Joyce DiDonato sacrée en Jeanne d'Arc, Saint-Denis et la Basilique des Reines
Rossini est avant tout connu pour ses opéras, mais il a également composé des chefs-d'œuvre de musique sacrée qui auraient trouvé naturellement leur place en la Basilique de Saint-Denis (comme son Stabat Mater résonnait la semaine précédente grâce à Sonya Yoncheva dans l'acoustique rappelant une Cathédrale à la Philharmonie de Paris). Le choix bien plus rare d'interpréter l'une de ses cantates et en particulier Jeanne d'Arc (initialement pour piano mais orchestrée par Salvatore Sciarrino pour Teresa Berganza en 1989) résonne pourtant particulièrement avec le lieu : "la Pucelle d'Orléans" serait venue se recueillir en la Basilique de Saint-Denis (épisode bien plus glorieux qu'une autre légende reliant la Sainte et la ville, et selon laquelle Jeanne d'Arc aurait brisé son épée sur le dos d'une prostituée à Saint-Denis pour la châtier).
Le programme disparate est avant tout construit autour de Joyce DiDonato et de Jeanne d'Arc. L'opus est certes précédé ce soir par l'Ouverture d'une autre œuvre de Rossini mais aussi dissemblable que peuvent l'être deux œuvres d'un même compositeur (Le Siège de Corinthe aux dimensions de Grand Opéra). Jeanne d'Arc est suivie par la première Sérénade de Brahms sans que le programme ne donne d'explication sur le choix d'une œuvre allemande symphonique de jeunesse et de la génération suivante.
La cohérence se situe en fait dans le jeu orchestral et notamment deux effets : un grand crescendo à la fin de chaque œuvre ainsi qu'une construction globale qui repose sur l'alternance de grands coups et de tenues au seuil de l'audible.
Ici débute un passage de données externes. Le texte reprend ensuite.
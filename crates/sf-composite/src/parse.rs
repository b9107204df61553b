//! Composite response classification.

use tracing::trace;

use crate::error::{Error, ErrorKind, Result};
use crate::errors::CompositeErrors;
use crate::types::{CompositeError, CompositeResponse, CompositeSubresponse};
use crate::{WHOLE_BATCH_REFERENCE_ID, WHOLE_BATCH_STATUS};

/// Classify a composite response body.
///
/// Three shapes are recognized, in order:
///
/// 1. `{"compositeResponse": [...]}` with at least one sub-response: each one
///    is classified by its `httpStatusCode`.
/// 2. `{"message": ..., "errorCode": ...}`: the whole batch was rejected
///    before any sub-request ran. It becomes one synthetic failed
///    sub-response with reference id [`WHOLE_BATCH_REFERENCE_ID`].
/// 3. `[{"message": ..., "errorCode": ...}, ...]`: the same rejection in the
///    array form used by the REST API; one synthetic sub-response per element.
///
/// Anything else is [`ErrorKind::UnrecognizedResponse`].
pub fn parse_composite_response(data: &[u8]) -> Result<CompositeErrors> {
    if let Ok(response) = serde_json::from_slice::<CompositeResponse>(data) {
        if !response.responses.is_empty() {
            return Ok(CompositeErrors::from_responses(response.responses));
        }
        trace!("composite response carried no sub-responses");
    }

    if let Ok(error) = serde_json::from_slice::<CompositeError>(data) {
        if !error.message.is_empty() {
            return Ok(CompositeErrors::from_responses([whole_batch_failure(error)?]));
        }
    }

    if let Ok(errors) = serde_json::from_slice::<Vec<CompositeError>>(data) {
        if !errors.is_empty() && errors.iter().all(|e| !e.message.is_empty()) {
            let failures = errors
                .into_iter()
                .map(whole_batch_failure)
                .collect::<Result<Vec<_>>>()?;
            return Ok(CompositeErrors::from_responses(failures));
        }
    }

    Err(Error::new(ErrorKind::UnrecognizedResponse))
}

fn whole_batch_failure(error: CompositeError) -> Result<CompositeSubresponse> {
    Ok(CompositeSubresponse {
        body: serde_json::to_value(error)?,
        http_headers: None,
        http_status_code: WHOLE_BATCH_STATUS,
        reference_id: WHOLE_BATCH_REFERENCE_ID.to_string(),
    })
}
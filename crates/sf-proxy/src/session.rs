//! The proxy's org session.

use std::sync::atomic::{AtomicU64, Ordering};
use std::sync::Arc;

use thunder_sf_auth::{Credentials, SalesforceCredentials, SessionRefresher};
use tokio::sync::{Mutex, RwLock};
use tracing::{debug, info, instrument, warn};

use crate::error::{Error, ErrorKind, Result};

/// Credentials shared by every in-flight request, plus the strategy that
/// renews them.
///
/// Reads are concurrent. Refreshes go through a single gate, so a burst of
/// requests that all hit an expired token triggers one refresh, and shares
/// its failure if it fails.
pub struct Session {
    credentials: RwLock<SalesforceCredentials>,
    refresher: Arc<dyn SessionRefresher>,
    refresh_gate: Mutex<Option<FailedRefresh>>,
    attempts_finished: AtomicU64,
    refreshes: AtomicU64,
}

/// The most recent failed attempt, kept so requests already queued on the
/// gate report it instead of trying again.
struct FailedRefresh {
    stale_token: String,
    finished: u64,
    message: String,
}

impl std::fmt::Debug for Session {
    fn fmt(&self, f: &mut std::fmt::Formatter<'_>) -> std::fmt::Result {
        f.debug_struct("Session")
            .field("refresher", &self.refresher.name())
            .field("refreshes", &self.refresh_count())
            .finish_non_exhaustive()
    }
}

impl Session {
    pub fn new(credentials: SalesforceCredentials, refresher: Arc<dyn SessionRefresher>) -> Self {
        Self {
            credentials: RwLock::new(credentials),
            refresher,
            refresh_gate: Mutex::new(None),
            attempts_finished: AtomicU64::new(0),
            refreshes: AtomicU64::new(0),
        }
    }

    /// A copy of the current credentials.
    pub async fn current(&self) -> SalesforceCredentials {
        self.credentials.read().await.clone()
    }

    /// Number of refreshes performed so far.
    pub fn refresh_count(&self) -> u64 {
        self.refreshes.load(Ordering::Relaxed)
    }

    /// Renew the session after `stale_token` was rejected.
    ///
    /// If another request already replaced `stale_token`, the replacement is
    /// returned without refreshing again. If an attempt for `stale_token`
    /// failed while this call was queued, that failure is returned; a call
    /// arriving after the failure tries again.
    #[instrument(skip(self, stale_token), fields(refresher = self.refresher.name()))]
    pub async fn refresh_after(&self, stale_token: &str) -> Result<SalesforceCredentials> {
        let seen = self.attempts_finished.load(Ordering::Acquire);
        let mut last_failure = self.refresh_gate.lock().await;

        let current = self.current().await;
        if current.access_token() != stale_token {
            debug!("session already refreshed by a concurrent request");
            return Ok(current);
        }

        if let Some(failed) = last_failure
            .as_ref()
            .filter(|f| f.finished > seen && f.stale_token == stale_token)
        {
            debug!("concurrent refresh failed, not retrying");
            return Err(Error::new(ErrorKind::Refresh(failed.message.clone())));
        }

        let outcome = self.refresher.refresh(&current).await;
        let finished = self.attempts_finished.fetch_add(1, Ordering::AcqRel) + 1;
        match outcome {
            Ok(fresh) => {
                *last_failure = None;
                *self.credentials.write().await = fresh.clone();
                let count = self.refreshes.fetch_add(1, Ordering::Relaxed) + 1;
                info!(refreshes = count, "session refreshed");
                Ok(fresh)
            }
            Err(e) => {
                warn!(error = %e, "session refresh failed");
                *last_failure = Some(FailedRefresh {
                    stale_token: stale_token.to_string(),
                    finished,
                    message: e.to_string(),
                });
                Err(e.into())
            }
        }
    }
}

#[cfg(test)]
mod tests {
    use super::*;
    use async_trait::async_trait;
    use std::sync::atomic::AtomicU32;
    use thunder_sf_auth::{Error as AuthError, ErrorKind as AuthErrorKind};

    struct CountingRefresher {
        calls: AtomicU32,
        fail: bool,
    }

    #[async_trait]
    impl SessionRefresher for CountingRefresher {
        fn name(&self) -> &'static str {
            "counting"
        }

        async fn refresh(
            &self,
            current: &SalesforceCredentials,
        ) -> thunder_sf_auth::Result<SalesforceCredentials> {
            let n = self.calls.fetch_add(1, Ordering::SeqCst) + 1;
            tokio::time::sleep(std::time::Duration::from_millis(20)).await;
            if self.fail {
                return Err(AuthError::new(AuthErrorKind::OAuth {
                    error: "invalid_grant".into(),
                    description: "expired access/refresh token".into(),
                }));
            }
            Ok(SalesforceCredentials::new(
                current.instance_url(),
                format!("token-{n}"),
                current.api_version(),
            ))
        }
    }

    fn session(fail: bool) -> (Arc<Session>, Arc<CountingRefresher>) {
        let refresher = Arc::new(CountingRefresher {
            calls: AtomicU32::new(0),
            fail,
        });
        let creds = SalesforceCredentials::new("https://na1.salesforce.com", "token-0", "62.0");
        (Arc::new(Session::new(creds, refresher.clone())), refresher)
    }

    #[tokio::test]
    async fn test_refresh_replaces_token() {
        let (session, refresher) = session(false);

        let fresh = session.refresh_after("token-0").await.unwrap();
        assert_eq!(fresh.access_token(), "token-1");
        assert_eq!(session.current().await.access_token(), "token-1");
        assert_eq!(session.refresh_count(), 1);
        assert_eq!(refresher.calls.load(Ordering::SeqCst), 1);
    }

    #[tokio::test]
    async fn test_stale_token_reuses_newer_session() {
        let (session, refresher) = session(false);
        session.refresh_after("token-0").await.unwrap();

        // A request that started with token-0 arrives late.
        let fresh = session.refresh_after("token-0").await.unwrap();
        assert_eq!(fresh.access_token(), "token-1");
        assert_eq!(refresher.calls.load(Ordering::SeqCst), 1);
    }

    #[tokio::test]
    async fn test_concurrent_refreshes_coalesce() {
        let (session, refresher) = session(false);

        let tasks: Vec<_> = (0..8)
            .map(|_| {
                let session = Arc::clone(&session);
                tokio::spawn(async move { session.refresh_after("token-0").await })
            })
            .collect();

        for task in tasks {
            let fresh = task.await.unwrap().unwrap();
            assert_eq!(fresh.access_token(), "token-1");
        }
        assert_eq!(refresher.calls.load(Ordering::SeqCst), 1);
        assert_eq!(session.refresh_count(), 1);
    }

    #[tokio::test]
    async fn test_failed_refresh_keeps_old_credentials() {
        let (session, _) = session(true);

        let err = session.refresh_after("token-0").await.unwrap_err();
        assert!(err.is_auth_failure());
        assert_eq!(session.current().await.access_token(), "token-0");
        assert_eq!(session.refresh_count(), 0);
    }

    #[tokio::test]
    async fn test_queued_requests_share_a_failed_refresh() {
        let (session, refresher) = session(true);

        let tasks: Vec<_> = (0..8)
            .map(|_| {
                let session = Arc::clone(&session);
                tokio::spawn(async move { session.refresh_after("token-0").await })
            })
            .collect();

        for task in tasks {
            let err = task.await.unwrap().unwrap_err();
            assert!(err.is_auth_failure());
            assert!(err.to_string().contains("invalid_grant"));
        }
        assert_eq!(refresher.calls.load(Ordering::SeqCst), 1);

        // A request arriving after the failure tries again.
        session.refresh_after("token-0").await.unwrap_err();
        assert_eq!(refresher.calls.load(Ordering::SeqCst), 2);
    }

    #[test]
    fn test_debug_hides_credentials() {
        let (session, _) = session(false);
        let debug_output = format!("{:?}", session);
        assert!(debug_output.contains("counting"));
        assert!(!debug_output.contains("token-0"));
    }
}
//! # sf-bridge
//!
//! Blocking access to Salesforce through a host runtime that only offers
//! asynchronous, promise-style network primitives.
//!
//! Worker-style code wants `let body = invoker.get(url)?;`. The host offers
//! `get(url)` returning a promise whose callbacks fire later, on the host's own
//! event loop. [`Invoker`] bridges the two: it dispatches the call on a
//! blocking worker, registers callbacks that deposit into a one-shot slot, and
//! parks the caller on that slot.
//!
//! ## Architecture
//!
//! ```text
//! caller thread             dispatch worker           host event loop
//! ─────────────             ───────────────           ───────────────
//! acquire gate(class)
//! spawn_blocking ─────────► host.call(HostCall)
//!                           promise.then(ok, err) ──► (in flight)
//! ◄──── registered ─────────
//! release gate
//! wait(slot) ... liveness ticks ...
//!                                                     ok(body) ─► slot
//! ◄──────────────────────────────────────────────────────────────────
//! composite? → classify → payload | PartialBatch
//! ```
//!
//! ## Concurrency
//!
//! The host keeps only a handful of connections open. [`CallLocks`] holds one
//! FIFO gate per [`CallClass`]; a caller holds its gate only while dispatching,
//! so a second call starts as soon as the first has registered its callbacks
//! and the waits overlap.
//!
//! ## Errors
//!
//! A host rejection is [`ErrorKind::Transport`]. A host that breaks its
//! contract (returns something other than a promise, calls a callback with the
//! wrong arguments, or drops both callbacks) is
//! [`ErrorKind::ContractViolation`], which is never worth retrying. A composite
//! call with failed sub-requests is [`ErrorKind::PartialBatch`], which keeps
//! the full payload.
//!
//! ## Example
//!
//! ```rust,ignore
//! use std::sync::Arc;
//! use thunder_sf_bridge::{Invoker, InvokerConfig};
//!
//! let host = Arc::new(MyHost::new());
//! let invoker = Invoker::with_handle(host, InvokerConfig::default(), runtime.handle().clone());
//!
//! let body = invoker.get("/services/data/v62.0/limits")?;
//! let info = invoker.object_info("Account")?;
//! ```

mod completion;
mod config;
mod error;
mod host;
mod invoker;
mod locks;

pub use config::{InvokerConfig, InvokerConfigBuilder, MIN_LIVENESS_INTERVAL};
pub use error::{Error, ErrorKind, Result};
pub use host::{
    HostBridge, HostCall, HostCallback, HostPromise, HostReturn, HostValue, MetadataLookup, Verb,
};
pub use invoker::Invoker;
pub use locks::{CallClass, CallLocks, DispatchPermit};

pub use thunder_sf_composite::CompositeErrors;
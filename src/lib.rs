//! # thunder-sf-api
//!
//! Client-side Salesforce data access for applications that reach the org
//! through a host runtime's promise-based bridge.
//!
//! ## Crates
//!
//! - **thunder-sf-composite** - Composite API codec: batch detection, sub-response classification, aggregate errors
//! - **thunder-sf-bridge** - Blocking invoker over the host bridge with per-class dispatch locks
//! - **thunder-sf-auth** - Credential sources and session refresh strategies
//! - **thunder-sf-proxy** - Local proxy that renews expired sessions and replays the request
//!
//! ## Quick Start
//!
//! ```rust,ignore
//! use std::sync::Arc;
//! use thunder_sf_api::{Invoker, HostBridge};
//!
//! fn load_account(host: Arc<dyn HostBridge>) -> thunder_sf_api::bridge::Result<Vec<u8>> {
//!     let invoker = Invoker::new(host)?;
//!     invoker.get("/services/data/v62.0/sobjects/Account/001xx000003DGb2")
//! }
//! ```
//!
//! Composite batches posted through the invoker come back as
//! [`bridge::ErrorKind::PartialBatch`] when some sub-requests failed; the
//! error still carries the raw payload.

#[cfg(feature = "auth")]
pub use thunder_sf_auth as auth;
#[cfg(feature = "bridge")]
pub use thunder_sf_bridge as bridge;
#[cfg(feature = "composite")]
pub use thunder_sf_composite as composite;
#[cfg(feature = "proxy")]
pub use thunder_sf_proxy as proxy;

#[cfg(feature = "auth")]
pub use thunder_sf_auth::{Credentials, SalesforceCredentials, SessionRefresher};
#[cfg(feature = "bridge")]
pub use thunder_sf_bridge::{CallClass, CallLocks, HostBridge, HostCall, Invoker, InvokerConfig};
#[cfg(feature = "composite")]
pub use thunder_sf_composite::{is_composite, parse_composite_response, CompositeErrors};
#[cfg(feature = "proxy")]
pub use thunder_sf_proxy::{Proxy, ProxyConfig, Session};
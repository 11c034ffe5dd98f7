//! Outbound connector
//!
//! One blocking-style connect attempt per session, no retry, platform
//! default timeout. Resolution failures, refusals, and timeouts all surface
//! as the same error shape; the session layer turns it into the SOCKS
//! failure reply.

use thiserror::Error;
use tokio::net::TcpStream;
use tracing::debug;

/// Outbound connect failure, carrying the destination for the log line.
#[derive(Debug, Error)]
#[error("connect to {host}:{port} failed: {source}")]
pub struct ConnectError {
    pub host: String,
    pub port: u16,
    #[source]
    pub source: std::io::Error,
}

/// Open a TCP connection to the destination a CONNECT request named.
pub async fn connect(host: &str, port: u16) -> Result<TcpStream, ConnectError> {
    match TcpStream::connect((host, port)).await {
        Ok(stream) => {
            stream.set_nodelay(true).ok();
            debug!("connected to {}:{}", host, port);
            Ok(stream)
        }
        Err(source) => Err(ConnectError {
            host: host.to_string(),
            port,
            source,
        }),
    }
}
Cette alternance qui aurait certainement été poignante dans une acoustique de théâtre (d'autant que le fortissimo est aussi épanoui et intense que le pianissimo suivant) achoppe cependant ici sur la très longue acoustique de la Basilique. Même pour les premiers rangs (et l'effet est démultiplié au fond de la nef, sans parler des travées), la seconde intervention effilée est étouffée par la réverbération des premiers accents. Cela est d'autant plus dommageable dans le second opus au programme puisque c'est alors bien souvent la voix de Joyce DiDonato qui tient le rôle de cette seconde intervention résonnante. Fort heureusement, la diva sait mettre toute son intensité au service du placement vocal, cette technique effilée et pourtant ample qui permet de s'appuyer sur le son orchestral (et non de disparaître en-dessous). L'investissement dramatique est au diapason : dès son entrée en "scène" et même dès les répétitions comme elle en témoigne sur les réseaux sociaux, elle paraît comme touchée par la grâce divine, la force et le sacrifice de Jeanne d'Arc, les yeux embrumés levés vers les cieux. La voix est à l'image de la somptueuse robe de la chanteuse, un hommage à Jeanne d'Arc (couleurs enflammées et motifs en ogive soutenant le noir du deuil).
Telle Jeanne d'Arc boutant l'ennemi, DiDonato parvient même à terrasser les ardeurs de la phalange instrumentale : les cuivres battent en retraite, les cordes et les arcs se distendent et lui laissent pleinement emplir la Basilique de son pianissimo du bout des lèvres, puis élever des chants mêlant la victoire militaire à la gloire divine. Elle accepte son destin, le vibrato devient un tremblement descendant mais riche et d'une assise puissante. Résignée au sacrifice et au grave atténué, elle retrouve un souffle poitriné et relève la ligne vers le médium comme les yeux aux ciel.
Le public lui offre alors un triomphe, de nombreux fidèles se lèvent, la rappellent et obtiennent même un bis (alors que la chanteuse n'est prévue qu'au milieu de ce concert sans entracte). Joyce DiDonato fait annoncer par le maestro La Mort de Didon (non pas la cantate de Rossini qui porte ce titre, mais la conclusion de l'opéra de Purcell, Didon et Énée). Les deux figures féminines que sont Jeanne d'Arc et Didon(ato) révèlent alors tous les points communs, en parallèle et symétrie : d'autant que selon les sources, la Princesse phénicienne et reine de Carthage aurait pu se tuer dans les flammes, avec une épée ou en se noyant.